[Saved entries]
use sqlx::PgPool;
use uuid::Uuid;

use crate::models::Product;
use crate::orders::error::OrderError;
use crate::orders::models::{
    NewOrder, NewOrderItem, Order, OrderItem, OrderStatus, OrderStatusHistory,
};

/// Repository for catalog lookups made during order placement
#[derive(Clone)]
pub struct ProductRepository {
    pool: PgPool,
}

impl ProductRepository {
    /// Create a new ProductRepository
    pub fn new(pool: PgPool) -> Self {
        Self { pool }
    }

    /// Find an active product by ID
    pub async fn find_active_by_id(&self, id: i32) -> Result<Option<Product>, OrderError> {
        let product = sqlx::query_as::<_, Product>(
            "SELECT * FROM products WHERE id = $1 AND is_active = TRUE",
        )
        .bind(id)
        .fetch_optional(&self.pool)
        .await?;

        Ok(product)
    }

    /// Find multiple active products by IDs
    pub async fn find_active_by_ids(&self, ids: &[i32]) -> Result<Vec<Product>, OrderError> {
        let products = sqlx::query_as::<_, Product>(
            "SELECT * FROM products WHERE id = ANY($1) AND is_active = TRUE",
        )
        .bind(ids)
        .fetch_all(&self.pool)
        .await?;

        Ok(products)
    }
}

/// Repository for order operations
#[derive(Clone)]
pub struct OrdersRepository {
    pool: PgPool,
}

impl OrdersRepository {
    /// Create a new OrdersRepository
    pub fn new(pool: PgPool) -> Self {
        Self { pool }
    }

    /// Create an order with its items and the initial history row, in one
    /// transaction
    pub async fn create(
        &self,
        order: NewOrder,
        items: Vec<NewOrderItem>,
    ) -> Result<Order, OrderError> {
        let mut tx = self.pool.begin().await?;

        let created = sqlx::query_as::<_, Order>(
            r#"
            INSERT INTO orders
                (user_id, customer_name, customer_phone, customer_address, status, order_type,
                 delivery_zone_id, subtotal, discount, delivery_fee, total_amount,
                 payment_method, change_for, notes)
            VALUES ($1, $2, $3, $4, $5, $6, $7, $8, $9, $10, $11, $12, $13, $14)
            RETURNING *
            "#,
        )
        .bind(order.user_id)
        .bind(&order.customer_name)
        .bind(&order.customer_phone)
        .bind(&order.customer_address)
        .bind(OrderStatus::Pending)
        .bind(order.order_type)
        .bind(order.delivery_zone_id)
        .bind(order.subtotal)
        .bind(order.discount)
        .bind(order.delivery_fee)
        .bind(order.total_amount)
        .bind(&order.payment_method)
        .bind(order.change_for)
        .bind(&order.notes)
        .fetch_one(&mut *tx)
        .await?;

        for item in &items {
            sqlx::query(
                r#"
                INSERT INTO order_items (order_id, product_id, product_name, quantity, unit_price, subtotal)
                VALUES ($1, $2, $3, $4, $5, $6)
                "#,
            )
            .bind(created.id)
            .bind(item.product_id)
            .bind(&item.product_name)
            .bind(item.quantity)
            .bind(item.unit_price)
            .bind(item.subtotal)
            .execute(&mut *tx)
            .await?;
        }

        // The audit trail includes the initial state
        sqlx::query(
            "INSERT INTO order_status_history (order_id, status, changed_by) VALUES ($1, $2, $3)",
        )
        .bind(created.id)
        .bind(OrderStatus::Pending)
        .bind(order.user_id)
        .execute(&mut *tx)
        .await?;

        tx.commit().await?;

        Ok(created)
    }

    /// Find an order by ID
    pub async fn find_by_id(&self, order_id: Uuid) -> Result<Option<Order>, OrderError> {
        let order = sqlx::query_as::<_, Order>("SELECT * FROM orders WHERE id = $1")
            .bind(order_id)
            .fetch_optional(&self.pool)
            .await?;

        Ok(order)
    }

    /// List all orders, newest first, with an optional status filter
    pub async fn list(&self, status: Option<OrderStatus>) -> Result<Vec<Order>, OrderError> {
        let orders = match status {
            Some(status_filter) => {
                sqlx::query_as::<_, Order>(
                    "SELECT * FROM orders WHERE status = $1 ORDER BY created_at DESC",
                )
                .bind(status_filter)
                .fetch_all(&self.pool)
                .await?
            }
            None => {
                sqlx::query_as::<_, Order>("SELECT * FROM orders ORDER BY created_at DESC")
                    .fetch_all(&self.pool)
                    .await?
            }
        };

        Ok(orders)
    }

    /// List a user's orders, newest first
    pub async fn list_by_user(&self, user_id: i32) -> Result<Vec<Order>, OrderError> {
        let orders = sqlx::query_as::<_, Order>(
            "SELECT * FROM orders WHERE user_id = $1 ORDER BY created_at DESC",
        )
        .bind(user_id)
        .fetch_all(&self.pool)
        .await?;

        Ok(orders)
    }

    /// Update an order's status and append the history row, in one
    /// transaction
    pub async fn update_status(
        &self,
        order_id: Uuid,
        new_status: OrderStatus,
        notes: Option<&str>,
        changed_by: Option<i32>,
    ) -> Result<Order, OrderError> {
        let mut tx = self.pool.begin().await?;

        let order = sqlx::query_as::<_, Order>(
            r#"
            UPDATE orders
            SET status = $1, updated_at = NOW()
            WHERE id = $2
            RETURNING *
            "#,
        )
        .bind(new_status)
        .bind(order_id)
        .fetch_optional(&mut *tx)
        .await?
        .ok_or(OrderError::NotFound)?;

        sqlx::query(
            "INSERT INTO order_status_history (order_id, status, notes, changed_by) VALUES ($1, $2, $3, $4)",
        )
        .bind(order_id)
        .bind(new_status)
        .bind(notes)
        .bind(changed_by)
        .execute(&mut *tx)
        .await?;

        tx.commit().await?;

        Ok(order)
    }

    /// The append-only status trail of one order, oldest first
    pub async fn status_history(
        &self,
        order_id: Uuid,
    ) -> Result<Vec<OrderStatusHistory>, OrderError> {
        let history = sqlx::query_as::<_, OrderStatusHistory>(
            r#"
            SELECT * FROM order_status_history
            WHERE order_id = $1
            ORDER BY created_at ASC, id ASC
            "#,
        )
        .bind(order_id)
        .fetch_all(&self.pool)
        .await?;

        Ok(history)
    }
}

/// Repository for order items operations
#[derive(Clone)]
pub struct OrderItemsRepository {
    pool: PgPool,
}

impl OrderItemsRepository {
    /// Create a new OrderItemsRepository
    pub fn new(pool: PgPool) -> Self {
        Self { pool }
    }

    /// Find all items for a given order
    pub async fn find_by_order_id(&self, order_id: Uuid) -> Result<Vec<OrderItem>, OrderError> {
        let items = sqlx::query_as::<_, OrderItem>(
            r#"
            SELECT * FROM order_items
            WHERE order_id = $1
            ORDER BY id
            "#,
        )
        .bind(order_id)
        .fetch_all(&self.pool)
        .await?;

        Ok(items)
    }
}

● Work task:
Please transcribe each of the entries, exactly as written.

● The completed task:
use sqlx::PgPool;
use uuid::Uuid;

use crate::models::Product;
use crate::orders::error::OrderError;
use crate::orders::models::{
    NewOrder, NewOrderItem, Order, OrderItem, OrderStatus, OrderStatusHistory,
};

/// Repository for catalog lookups made during order placement
#[derive(Clone)]
pub struct ProductRepository {
    pool: PgPool,
}

impl ProductRepository {
    /// Create a new ProductRepository
    pub fn new(pool: PgPool) -> Self {
        Self { pool }
    }

    /// Find an active product by ID
    pub async fn find_active_by_id(&self, id: i32) -> Result<Option<Product>, OrderError> {
        let product = sqlx::query_as::<_, Product>(
            "SELECT * FROM products WHERE id = $1 AND is_active = TRUE",
        )
        .bind(id)
        .fetch_optional(&self.pool)
        .await?;

        Ok(product)
    }

    /// Find multiple active products by IDs
    pub async fn find_active_by_ids(&self, ids: &[i32]) -> Result<Vec<Product>, OrderError> {
        let products = sqlx::query_as::<_, Product>(
            "SELECT * FROM products WHERE id = ANY($1) AND is_active = TRUE",
        )
        .bind(ids)
        .fetch_all(&self.pool)
        .await?;

        Ok(products)
    }
}

/// Repository for order operations
#[derive(Clone)]
pub struct OrdersRepository {
    pool: PgPool,
}

impl OrdersRepository {
    /// Create a new OrdersRepository
    pub fn new(pool: PgPool) -> Self {
        Self { pool }
    }

    /// Create an order with its items and the initial history row, in one
    /// transaction
    pub async fn create(
        &self,
        order: NewOrder,
        items: Vec<NewOrderItem>,
    ) -> Result<Order, OrderError> {
        let mut tx = self.pool.begin().await?;

        let created = sqlx::query_as::<_, Order>(
            r#"
            INSERT INTO orders
                (user_id, customer_name, customer_phone, customer_address, status, order_type,
                 delivery_zone_id, subtotal, discount, delivery_fee, total_amount,
                 payment_method, change_for, notes)
            VALUES ($1, $2, $3, $4, $5, $6, $7, $8, $9, $10, $11, $12, $13, $14)
            RETURNING *
            "#,
        )
        .bind(order.user_id)
        .bind(&order.customer_name)
        .bind(&order.customer_phone)
        .bind(&order.customer_address)
        .bind(OrderStatus::Pending)
        .bind(order.order_type)
        .bind(order.delivery_zone_id)
        .bind(order.subtotal)
        .bind(order.discount)
        .bind(order.delivery_fee)
        .bind(order.total_amount)
        .bind(&order.payment_method)
        .bind(order.change_for)
        .bind(&order.notes)
        .fetch_one(&mut *tx)
        .await?;

        for item in &items {
            sqlx::query(
                r#"
                INSERT INTO order_items (order_id, product_id, product_name, quantity, unit_price, subtotal)
                VALUES ($1, $2, $3, $4, $5, $6)
                "#,
            )
            .bind(created.id)
            .bind(item.product_id)
            .bind(&item.product_name)
            .bind(item.quantity)
            .bind(item.unit_price)
            .bind(item.subtotal)
            .execute(&mut *tx)
            .await?;
        }

        // The audit trail includes the initial state
        sqlx::query(
            "INSERT INTO order_status_history (order_id, status, changed_by) VALUES ($1, $2, $3)",
        )
        .bind(created.id)
        .bind(OrderStatus::Pending)
        .bind(order.user_id)
        .execute(&mut *tx)
        .await?;

        tx.commit().await?;

        Ok(created)
    }

    /// Find an order by ID
    pub async fn find_by_id(&self, order_id: Uuid) -> Result<Option<Order>, OrderError> {
        let order = sqlx::query_as::<_, Order>("SELECT * FROM orders WHERE id = $1")
            .bind(order_id)
            .fetch_optional(&self.pool)
            .await?;

        Ok(order)
    }

    /// List all orders, newest first, with an optional status filter
    pub async fn list(&self, status: Option<OrderStatus>) -> Result<Vec<Order>, OrderError> {
        let orders = match status {
            Some(status_filter) => {
                sqlx::query_as::<_, Order>(
                    "SELECT * FROM orders WHERE status = $1 ORDER BY created_at DESC",
                )
                .bind(status_filter)
                .fetch_all(&self.pool)
                .await?
            }
            None => {
                sqlx::query_as::<_, Order>("SELECT * FROM orders ORDER BY created_at DESC")
                    .fetch_all(&self.pool)
                    .await?
            }
        };

        Ok(orders)
    }

    /// List a user's orders, newest first
    pub async fn list_by_user(&self, user_id: i32) -> Result<Vec<Order>, OrderError> {
        let orders = sqlx::query_as::<_, Order>(
            "SELECT * FROM orders WHERE user_id = $1 ORDER BY created_at DESC",
        )
        .bind(user_id)
        .fetch_all(&self.pool)
        .await?;

        Ok(orders)
    }

    /// Update an order's status and append the history row, in one
    /// transaction
    pub async fn update_status(
        &self,
        order_id: Uuid,
        new_status: OrderStatus,
        notes: Option<&str>,
        changed_by: Option<i32>,
    ) -> Result<Order, OrderError> {
        let mut tx = self.pool.begin().await?;

        let order = sqlx::query_as::<_, Order>(
            r#"
            UPDATE orders
            SET status = $1, updated_at = NOW()
            WHERE id = $2
            RETURNING *
            "#,
        )
        .bind(new_status)
        .bind(order_id)
        .fetch_optional(&mut *tx)
        .await?
        .ok_or(OrderError::NotFound)?;

        sqlx::query(
            "INSERT INTO order_status_history (order_id, status, notes, changed_by) VALUES ($1, $2, $3, $4)",
        )
        .bind(order_id)
        .bind(new_status)
        .bind(notes)
        .bind(changed_by)
        .execute(&mut *tx)
        .await?;

        tx.commit().await?;

        Ok(order)
    }

    /// The append-only status trail of one order, oldest first
    pub async fn status_history(
        &self,
        order_id: Uuid,
    ) -> Result<Vec<OrderStatusHistory>, OrderError> {
        let history = sqlx::query_as::<_, OrderStatusHistory>(
            r#"
            SELECT * FROM order_status_history
            WHERE order_id = $1
            ORDER BY created_at ASC, id ASC
            "#,
        )
        .bind(order_id)
        .fetch_all(&self.pool)
        .await?;

        Ok(history)
    }
}

/// Repository for order items operations
#[derive(Clone)]
pub struct OrderItemsRepository {
    pool: PgPool,
}

impl OrderItemsRepository {
    /// Create a new OrderItemsRepository
    pub fn new(pool: PgPool) -> Self {
        Self { pool }
    }

    /// Find all items for a given order
    pub async fn find_by_order_id(&self, order_id: Uuid) -> Result<Vec<OrderItem>, OrderError> {
        let items = sqlx::query_as::<_, OrderItem>(
            r#"
            SELECT * FROM order_items
            WHERE order_id = $1
            ORDER BY id
            "#,
        )
        .bind(order_id)
        .fetch_all(&self.pool)
        .await?;

        Ok(items)
    }
}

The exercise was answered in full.